Setelah perbincangan yang cukup panjang dan mengesankan itu akhirnya kami pulang.

Zidane mengantar kan ku pulang ke apartemen ku.

Di dalam mobil aku hanya bisa terdiam membisu membayangkan betapa bahagia nya diri ku di saat lelaki yang di ingin kan setiap wanita memilih diri ku untuk menjadi pendamping hidup nya.

Hingga akhir nya mobil yang membawa kami pun melaju sampai di depan lobby apartemen ku.

Kemudian Zidane membuka kan pintu mobil nya untuk ku.

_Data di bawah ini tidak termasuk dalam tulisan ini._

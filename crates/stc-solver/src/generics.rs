//! Generic placeholder connections and substitution.
//!
//! Connections are extracted one way only: the formal (placeholder-bearing)
//! type is walked in lock-step with the actual type, and every placeholder met
//! in the formal records the actual type found at the same position. There is
//! no backtracking and no unification variable; two different types for one
//! placeholder are reported as a conflict instead of overwriting each other.

use crate::assignability::{AssignMode, is_assignable_to};
use crate::db::TypeDatabase;
use crate::hierarchy::as_supertype;
use crate::numeric::box_type;
use crate::sam::single_abstract_method;
use crate::types::{GenericParam, TypeData, TypeId};
use indexmap::IndexMap;
use rustc_hash::FxBuildHasher;
use smallvec::SmallVec;
use stc_common::limits::MAX_TYPE_WALK_DEPTH;
use std::sync::Arc;
use tracing::trace;

/// Placeholder name to bound type, in discovery order.
pub type Bindings = IndexMap<Arc<str>, TypeId, FxBuildHasher>;

/// Two different types found for the same placeholder.
///
/// A binding is invariant when it was found inside the type arguments of a
/// parameterized type (`T` in `List<T>`); those cannot be widened.
#[derive(Clone, Debug, PartialEq, Eq)]
pub struct Conflict {
    pub placeholder: Arc<str>,
    pub first: TypeId,
    pub second: TypeId,
    pub first_invariant: bool,
    pub second_invariant: bool,
}

impl Conflict {
    /// Whether no single type satisfies both bindings: two invariant types
    /// differ, or the other binding is not assignable to the invariant one.
    #[must_use]
    pub fn is_violation(&self, db: &dyn TypeDatabase) -> bool {
        match (self.first_invariant, self.second_invariant) {
            (true, true) => true,
            (true, false) => !is_assignable_to(db, self.second, self.first, AssignMode::Exact),
            (false, true) => !is_assignable_to(db, self.first, self.second, AssignMode::Exact),
            (false, false) => false,
        }
    }
}

/// Result of extracting connections from one or more (actual, formal) pairs.
#[derive(Clone, Debug, Default, PartialEq, Eq)]
pub struct Connections {
    pub bindings: Bindings,
    pub conflicts: Vec<Conflict>,
    /// Placeholders whose recorded binding is invariant.
    pub invariant: SmallVec<[Arc<str>; 2]>,
}

impl Connections {
    #[must_use]
    pub fn new() -> Self {
        Self::default()
    }

    /// Record a binding. `null` binds nothing and `dynamic` never overrides
    /// a concrete binding; a concrete type replaces an earlier `dynamic`.
    pub fn bind(&mut self, name: Arc<str>, ty: TypeId) {
        self.bind_at(name, ty, false);
    }

    /// Record a binding found inside the type arguments of a parameterized type.
    pub fn bind_invariant(&mut self, name: Arc<str>, ty: TypeId) {
        self.bind_at(name, ty, true);
    }

    /// Whether the recorded binding for `name` is invariant.
    #[must_use]
    pub fn is_invariant(&self, name: &str) -> bool {
        self.invariant.iter().any(|n| &**n == name)
    }

    fn bind_at(&mut self, name: Arc<str>, ty: TypeId, invariant: bool) {
        if ty == TypeId::NULL {
            return;
        }
        match self.bindings.get(&name).copied() {
            None => self.record(name, ty, invariant),
            Some(TypeId::DYNAMIC) if ty != TypeId::DYNAMIC => self.record(name, ty, invariant),
            Some(existing) if existing == ty => {
                if invariant && !self.is_invariant(&name) {
                    self.invariant.push(name);
                }
            }
            Some(_) if ty == TypeId::DYNAMIC => {}
            Some(existing) => {
                trace!(placeholder = %name, ?existing, ?ty, invariant, "conflicting connection");
                let first_invariant = self.is_invariant(&name);
                self.conflicts.push(Conflict {
                    placeholder: name,
                    first: existing,
                    second: ty,
                    first_invariant,
                    second_invariant: invariant,
                });
            }
        }
    }

    fn record(&mut self, name: Arc<str>, ty: TypeId, invariant: bool) {
        self.invariant.retain(|n| *n != name);
        if invariant {
            self.invariant.push(name.clone());
        }
        self.bindings.insert(name, ty);
    }

    pub fn merge(&mut self, other: Self) {
        for (name, ty) in other.bindings {
            let invariant = other.invariant.iter().any(|n| *n == name);
            self.bind_at(name, ty, invariant);
        }
        self.conflicts.extend(other.conflicts);
    }

    #[must_use]
    pub fn is_consistent(&self) -> bool {
        self.conflicts.is_empty()
    }

    /// Conflicts no widening can resolve.
    pub fn violations<'c>(
        &'c self,
        db: &'c dyn TypeDatabase,
    ) -> impl Iterator<Item = &'c Conflict> + 'c {
        self.conflicts.iter().filter(move |c| c.is_violation(db))
    }

    /// Bindings with every conflicting placeholder widened to the least upper
    /// bound of all types seen for it.
    #[must_use]
    pub fn widened_bindings(&self, db: &dyn TypeDatabase) -> Bindings {
        let mut bindings = self.bindings.clone();
        for conflict in &self.conflicts {
            if let Some(current) = bindings.get(&conflict.placeholder).copied() {
                let widened =
                    crate::lub::least_upper_bound(db, &[current, conflict.first, conflict.second]);
                bindings.insert(conflict.placeholder.clone(), widened);
            }
        }
        bindings
    }
}

/// Extract placeholder bindings by walking `formal` against `actual`.
#[must_use]
pub fn extract_connections(db: &dyn TypeDatabase, actual: TypeId, formal: TypeId) -> Connections {
    let mut connections = Connections::new();
    walk(db, actual, formal, &mut connections, false, 0);
    connections
}

fn walk(
    db: &dyn TypeDatabase,
    actual: TypeId,
    formal: TypeId,
    out: &mut Connections,
    invariant: bool,
    depth: u32,
) {
    if depth > MAX_TYPE_WALK_DEPTH || actual == TypeId::NULL {
        return;
    }
    match db.lookup(formal) {
        TypeData::Placeholder(name) => out.bind_at(name, box_type(db, actual), invariant),
        TypeData::Wildcard { upper, lower } => {
            let (actual_upper, actual_lower) = match db.lookup(actual) {
                TypeData::Wildcard { upper, lower } => (upper, lower),
                _ => (Some(actual), Some(actual)),
            };
            if let (Some(upper), Some(actual_upper)) = (upper, actual_upper) {
                walk(db, actual_upper, upper, out, false, depth + 1);
            }
            if let (Some(lower), Some(actual_lower)) = (lower, actual_lower) {
                walk(db, actual_lower, lower, out, false, depth + 1);
            }
        }
        TypeData::Array(formal_component) => {
            if let TypeData::Array(actual_component) = db.lookup(actual) {
                walk(db, actual_component, formal_component, out, invariant, depth + 1);
            }
        }
        TypeData::Class(formal_ref) => {
            if formal_ref.args.is_empty() {
                return;
            }
            if let Some(view) = as_supertype(db, actual, formal_ref.class) {
                if let TypeData::Class(view_ref) = db.lookup(view) {
                    if view_ref.args.len() == formal_ref.args.len() {
                        for (&a, &f) in view_ref.args.iter().zip(formal_ref.args.iter()) {
                            walk(db, a, f, out, true, depth + 1);
                        }
                    }
                }
                return;
            }
            walk_closure_to_sam(db, actual, formal, out, depth);
        }
        TypeData::Union(members) => {
            for member in members {
                walk(db, actual, member, out, invariant, depth + 1);
            }
        }
        TypeData::Primitive(_) | TypeData::Null | TypeData::Dynamic => {}
    }
}

/// `Closure<R>` passed where a single-abstract-method interface is expected:
/// connect `R` with the abstract method's return type.
fn walk_closure_to_sam(
    db: &dyn TypeDatabase,
    actual: TypeId,
    formal: TypeId,
    out: &mut Connections,
    depth: u32,
) {
    let closure = db.well_known().closure;
    let Some(view) = as_supertype(db, actual, closure) else {
        return;
    };
    let closure_return = match db.lookup(view) {
        TypeData::Class(class_ref) => class_ref.args.first().copied(),
        _ => None,
    };
    let Some(closure_return) = closure_return else {
        return;
    };
    let Some(class) = db.class_of(formal) else {
        return;
    };
    let Some(sam) = single_abstract_method(db, class, true) else {
        return;
    };
    let declaring = db.method_def(sam).declaring;
    let Some(formal_view) = as_supertype(db, formal, declaring) else {
        return;
    };
    let bindings = crate::hierarchy::own_bindings(db, formal_view);
    let sam_return = substitute(db, &bindings, db.method_def(sam).return_type);
    walk(db, closure_return, sam_return, out, false, depth + 1);
}

/// Replace bound placeholders in `formal`. Unbound placeholders and wildcards
/// are preserved.
#[must_use]
pub fn substitute(db: &dyn TypeDatabase, bindings: &Bindings, formal: TypeId) -> TypeId {
    if bindings.is_empty() {
        return formal;
    }
    substitute_inner(db, bindings, formal, 0)
}

fn substitute_inner(db: &dyn TypeDatabase, bindings: &Bindings, ty: TypeId, depth: u32) -> TypeId {
    if depth > MAX_TYPE_WALK_DEPTH || ty.0 < TypeId::FIRST_USER {
        return ty;
    }
    match db.lookup(ty) {
        TypeData::Placeholder(name) => bindings.get(&name).copied().unwrap_or(ty),
        TypeData::Class(class_ref) => {
            if class_ref.args.is_empty() {
                return ty;
            }
            let args: SmallVec<[TypeId; 2]> = class_ref
                .args
                .iter()
                .map(|&arg| substitute_inner(db, bindings, arg, depth + 1))
                .collect();
            db.class_type(class_ref.class, &args)
        }
        TypeData::Array(component) => {
            db.array_of(substitute_inner(db, bindings, component, depth + 1))
        }
        TypeData::Wildcard { upper, lower } => db.intern(TypeData::Wildcard {
            upper: upper.map(|u| substitute_inner(db, bindings, u, depth + 1)),
            lower: lower.map(|l| substitute_inner(db, bindings, l, depth + 1)),
        }),
        TypeData::Union(members) => {
            let members: SmallVec<[TypeId; 4]> = members
                .iter()
                .map(|&m| substitute_inner(db, bindings, m, depth + 1))
                .collect();
            crate::lub::union_of(db, &members)
        }
        TypeData::Primitive(_) | TypeData::Null | TypeData::Dynamic => ty,
    }
}

/// Whether a type mentions any placeholder.
#[must_use]
pub fn contains_placeholders(db: &dyn TypeDatabase, ty: TypeId) -> bool {
    contains_placeholders_inner(db, ty, 0)
}

fn contains_placeholders_inner(db: &dyn TypeDatabase, ty: TypeId, depth: u32) -> bool {
    if depth > MAX_TYPE_WALK_DEPTH || ty.0 < TypeId::FIRST_USER {
        return false;
    }
    match db.lookup(ty) {
        TypeData::Placeholder(_) => true,
        TypeData::Class(class_ref) => class_ref
            .args
            .iter()
            .any(|&arg| contains_placeholders_inner(db, arg, depth + 1)),
        TypeData::Array(component) => contains_placeholders_inner(db, component, depth + 1),
        TypeData::Wildcard { upper, lower } => upper
            .into_iter()
            .chain(lower)
            .any(|t| contains_placeholders_inner(db, t, depth + 1)),
        TypeData::Union(members) => members
            .iter()
            .any(|&m| contains_placeholders_inner(db, m, depth + 1)),
        TypeData::Primitive(_) | TypeData::Null | TypeData::Dynamic => false,
    }
}

/// Replace every remaining placeholder with its erasure: the first upper
/// bound declared in `params` (itself erased), or `Object`. A wildcard left
/// at the top level becomes its upper bound.
#[must_use]
pub fn erase_placeholders(db: &dyn TypeDatabase, ty: TypeId, params: &[GenericParam]) -> TypeId {
    let erased = erase_inner(db, ty, params, 0);
    match db.lookup(erased) {
        TypeData::Wildcard { upper, .. } => upper.unwrap_or_else(|| db.object_type()),
        _ => erased,
    }
}

fn erase_inner(db: &dyn TypeDatabase, ty: TypeId, params: &[GenericParam], depth: u32) -> TypeId {
    if depth > MAX_TYPE_WALK_DEPTH {
        return db.object_type();
    }
    if !contains_placeholders(db, ty) {
        return ty;
    }
    match db.lookup(ty) {
        TypeData::Placeholder(name) => params
            .iter()
            .find(|p| p.name == name)
            .and_then(|p| p.upper_bounds.first().copied())
            .map_or_else(
                || db.object_type(),
                |bound| erase_inner(db, bound, params, depth + 1),
            ),
        TypeData::Class(class_ref) => {
            let args: SmallVec<[TypeId; 2]> = class_ref
                .args
                .iter()
                .map(|&arg| erase_inner(db, arg, params, depth + 1))
                .collect();
            db.class_type(class_ref.class, &args)
        }
        TypeData::Array(component) => db.array_of(erase_inner(db, component, params, depth + 1)),
        TypeData::Wildcard { upper, lower } => db.intern(TypeData::Wildcard {
            upper: upper.map(|u| erase_inner(db, u, params, depth + 1)),
            lower: lower.map(|l| erase_inner(db, l, params, depth + 1)),
        }),
        TypeData::Union(members) => {
            let members: SmallVec<[TypeId; 4]> = members
                .iter()
                .map(|&m| erase_inner(db, m, params, depth + 1))
                .collect();
            crate::lub::union_of(db, &members)
        }
        TypeData::Primitive(_) | TypeData::Null | TypeData::Dynamic => ty,
    }
}

/// A binding that breaks a declared bound.
#[derive(Clone, Debug, PartialEq, Eq)]
pub struct BoundViolation {
    pub placeholder: Arc<str>,
    pub actual: TypeId,
    pub bound: TypeId,
}

/// Check every bound placeholder in `params` against its declared bounds.
#[must_use]
pub fn check_bounds(
    db: &dyn TypeDatabase,
    params: &[GenericParam],
    bindings: &Bindings,
) -> Vec<BoundViolation> {
    let mut violations = Vec::new();
    for param in params {
        let Some(&actual) = bindings.get(&param.name) else {
            continue;
        };
        if actual == TypeId::DYNAMIC || contains_placeholders(db, actual) {
            continue;
        }
        for &bound in &param.upper_bounds {
            let bound = substitute(db, bindings, bound);
            if !is_assignable_to(db, actual, bound, AssignMode::Exact) {
                violations.push(BoundViolation {
                    placeholder: param.name.clone(),
                    actual,
                    bound,
                });
            }
        }
        if let Some(lower) = param.lower_bound {
            let lower = substitute(db, bindings, lower);
            if !is_assignable_to(db, lower, actual, AssignMode::Exact) {
                violations.push(BoundViolation {
                    placeholder: param.name.clone(),
                    actual,
                    bound: lower,
                });
            }
        }
    }
    violations
}

#[cfg(test)]
#[path = "tests/generics_tests.rs"]
mod tests;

" Silah kan keluar Ratu ku " ucap Zidane sedikit mengeluarkan rayuan gombal nya untuk mempersilah kan aku turun dari dalam mobil.

Aku pun kembali tersenyum, seakan malam ini malam paling bahagia yang tak ingin ku habis kan waktu yang cepat berlalu

" Terima kasih Pangeran ku " gurau ku

" Sama - sama " jawab Zidane "Masuk lah aku akan menunggu mu sampai di depan pintu"

" Hati-hati " kata ku sambil melambaikan tangan dan perlahan - lahan untuk masuk ke dalam apartemen

Zidane pun tampak berlalu mengendarai mobil nya.

Sesampai nya di apartemen seperti biasa. sebelum aku melanjutkan kan rutinitas ku untuk tidur, aku melakukan ritual ku untuk membasahi badan dan berendam di bath cup ku.

Aku menenggalkan baju ku untuk memasuki kamar mandi.

" Ah segar sekali '' ucap ku setelah akhirnya nya aku berendam, di tambah lagi dengan gelembung gelembung yang berasal dari sabun yang membentuk bulatan kecil dan menambah aroma wangi relaksasi malam ini.

Setelah ku rasa badan ku cukup segar di aku pun bergegas beranjak ke atas ranjang kasur dan beristirahat.

Kebetulan malam ini tak sedingin malam kemarin.

Sehingga aku tak perlu repot - repot menggunakan baju panjang.

Kimono bewarna merah muda, baju yang ku kenakan untuk penghantar tidur ku.

Aku pun merebah kan badan ku ke atas ranjang tempat tidur ku.

Apa yang terjadi hari ini sungguh sangat mengejut kan. Terlebih lagi Zidane melamar ku dengan sebuah cincin yang indah sekali. Aku pun memandangi jari manis ku yang nampak melingkar sebuah cincin.

Seperti nya Zidane orang yang sangat berkomitmen dalam ucapan nya dulu, apa yang pernah di ucap kan nya tak ingin dia ingkari seperti janji nya kepada almarhum Mama ku.

" Seandainya Mama ku masih ada, mungkin saat ini dia merasakan kebahagiaan yang saat ini aku rasakan " titah ku

Hmmmmm, aku pun sedikit termenung dan memandangin foto yang terpajang indah gambar Mama di sudut dinding kamar ku.

Terbesit rasa yang menyelimuti kini mulai menghantui ku, kegelisahan ku seakan menjadi sebuah kenyataan. Aku pun menatap dan menggeleng kan kepala Hingga Akhirnya membuat ku menetes kan air mata, seakan kebahagian ku sirna menjelma berubah menjadi sebuah ketakutan.